From top to bottom, return the records that follow exactly.

MATERIAL FOR THIS TASK below:

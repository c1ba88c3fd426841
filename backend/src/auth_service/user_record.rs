// SPDX-FileCopyrightText: 2024 Phoenix R&D GmbH <hello@phnx.im>
//
// SPDX-License-Identifier: AGPL-3.0-or-later

use chrono::{DateTime, Utc};
use sqlx::PgExecutor;

use cachet_common::{
    events::server::UserPayload, identifiers::UserId, material::MlKemPublicKey,
};

use crate::errors::StorageError;

#[derive(Debug, Clone, sqlx::FromRow)]
#[cfg_attr(test, derive(PartialEq))]
pub struct UserRecord {
    pub id: UserId,
    pub username: String,
    pub password_hash: String,
    pub public_key: MlKemPublicKey,
    pub is_active: bool,
    pub created_at: DateTime<Utc>,
    pub updated_at: DateTime<Utc>,
}

impl UserRecord {
    /// The public view of this user.
    pub fn payload(&self) -> UserPayload {
        UserPayload {
            id: self.id,
            username: self.username.clone(),
            public_key: self.public_key.clone(),
            created_at: self.created_at,
            updated_at: self.updated_at,
        }
    }
}

const USER_COLUMNS: &str =
    "id, username, password_hash, public_key, is_active, created_at, updated_at";

impl UserRecord {
    pub(crate) async fn store_new(
        connection: impl PgExecutor<'_>,
        username: &str,
        password_hash: &str,
        public_key: &MlKemPublicKey,
    ) -> Result<UserRecord, sqlx::Error> {
        sqlx::query_as::<_, UserRecord>(&format!(
            "INSERT INTO users (username, password_hash, public_key)
            VALUES ($1, $2, $3)
            RETURNING {USER_COLUMNS}"
        ))
        .bind(username)
        .bind(password_hash)
        .bind(public_key)
        .fetch_one(connection)
        .await
    }

    pub async fn load(
        connection: impl PgExecutor<'_>,
        user_id: UserId,
    ) -> Result<Option<UserRecord>, StorageError> {
        let record = sqlx::query_as::<_, UserRecord>(&format!(
            "SELECT {USER_COLUMNS} FROM users WHERE id = $1"
        ))
        .bind(user_id)
        .fetch_optional(connection)
        .await?;
        Ok(record)
    }

    pub async fn load_by_username(
        connection: impl PgExecutor<'_>,
        username: &str,
    ) -> Result<Option<UserRecord>, StorageError> {
        let record = sqlx::query_as::<_, UserRecord>(&format!(
            "SELECT {USER_COLUMNS} FROM users WHERE username = $1"
        ))
        .bind(username)
        .fetch_optional(connection)
        .await?;
        Ok(record)
    }

    /// Case-insensitive substring search over usernames, paginated. Returns
    /// the page and the total match count.
    pub async fn search(
        connection: impl PgExecutor<'_> + Clone,
        query: &str,
        offset: i64,
        limit: i64,
    ) -> Result<(Vec<UserRecord>, i64), StorageError> {
        let total: i64 = sqlx::query_scalar(
            "SELECT COUNT(*) FROM users WHERE username ILIKE '%' || $1 || '%'",
        )
        .bind(query)
        .fetch_one(connection.clone())
        .await?;

        let records = sqlx::query_as::<_, UserRecord>(&format!(
            "SELECT {USER_COLUMNS} FROM users
            WHERE username ILIKE '%' || $1 || '%'
            ORDER BY username ASC
            OFFSET $2 LIMIT $3"
        ))
        .bind(query)
        .bind(offset)
        .bind(limit)
        .fetch_all(connection)
        .await?;

        Ok((records, total))
    }
}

End of MATERIAL FOR THIS TASK.

* EXERCISE RESPONSE
repository c1ba88c3fd426841
filename backend/src/auth_service/user_record.rs
// SPDX-FileCopyrightText: 2024 Phoenix R&D GmbH <hello@phnx.im>
//
// SPDX-License-Identifier: AGPL-3.0-or-later

use chrono::{DateTime, Utc};
use sqlx::PgExecutor;

use cachet_common::{
    events::server::UserPayload, identifiers::UserId, material::MlKemPublicKey,
};

use crate::errors::StorageError;

#[derive(Debug, Clone, sqlx::FromRow)]
#[cfg_attr(test, derive(PartialEq))]
pub struct UserRecord {
    pub id: UserId,
    pub username: String,
    pub password_hash: String,
    pub public_key: MlKemPublicKey,
    pub is_active: bool,
    pub created_at: DateTime<Utc>,
    pub updated_at: DateTime<Utc>,
}

impl UserRecord {
    /// The public view of this user.
    pub fn payload(&self) -> UserPayload {
        UserPayload {
            id: self.id,
            username: self.username.clone(),
            public_key: self.public_key.clone(),
            created_at: self.created_at,
            updated_at: self.updated_at,
        }
    }
}

const USER_COLUMNS: &str =
    "id, username, password_hash, public_key, is_active, created_at, updated_at";

impl UserRecord {
    pub(crate) async fn store_new(
        connection: impl PgExecutor<'_>,
        username: &str,
        password_hash: &str,
        public_key: &MlKemPublicKey,
    ) -> Result<UserRecord, sqlx::Error> {
        sqlx::query_as::<_, UserRecord>(&format!(
            "INSERT INTO users (username, password_hash, public_key)
            VALUES ($1, $2, $3)
            RETURNING {USER_COLUMNS}"
        ))
        .bind(username)
        .bind(password_hash)
        .bind(public_key)
        .fetch_one(connection)
        .await
    }

    pub async fn load(
        connection: impl PgExecutor<'_>,
        user_id: UserId,
    ) -> Result<Option<UserRecord>, StorageError> {
        let record = sqlx::query_as::<_, UserRecord>(&format!(
            "SELECT {USER_COLUMNS} FROM users WHERE id = $1"
        ))
        .bind(user_id)
        .fetch_optional(connection)
        .await?;
        Ok(record)
    }

    pub async fn load_by_username(
        connection: impl PgExecutor<'_>,
        username: &str,
    ) -> Result<Option<UserRecord>, StorageError> {
        let record = sqlx::query_as::<_, UserRecord>(&format!(
            "SELECT {USER_COLUMNS} FROM users WHERE username = $1"
        ))
        .bind(username)
        .fetch_optional(connection)
        .await?;
        Ok(record)
    }

    /// Case-insensitive substring search over usernames, paginated. Returns
    /// the page and the total match count.
    pub async fn search(
        connection: impl PgExecutor<'_> + Clone,
        query: &str,
        offset: i64,
        limit: i64,
    ) -> Result<(Vec<UserRecord>, i64), StorageError> {
        let total: i64 = sqlx::query_scalar(
            "SELECT COUNT(*) FROM users WHERE username ILIKE '%' || $1 || '%'",
        )
        .bind(query)
        .fetch_one(connection.clone())
        .await?;

        let records = sqlx::query_as::<_, UserRecord>(&format!(
            "SELECT {USER_COLUMNS} FROM users
            WHERE username ILIKE '%' || $1 || '%'
            ORDER BY username ASC
            OFFSET $2 LIMIT $3"
        ))
        .bind(query)
        .bind(offset)
        .bind(limit)
        .fetch_all(connection)
        .await?;

        Ok((records, total))
    }
}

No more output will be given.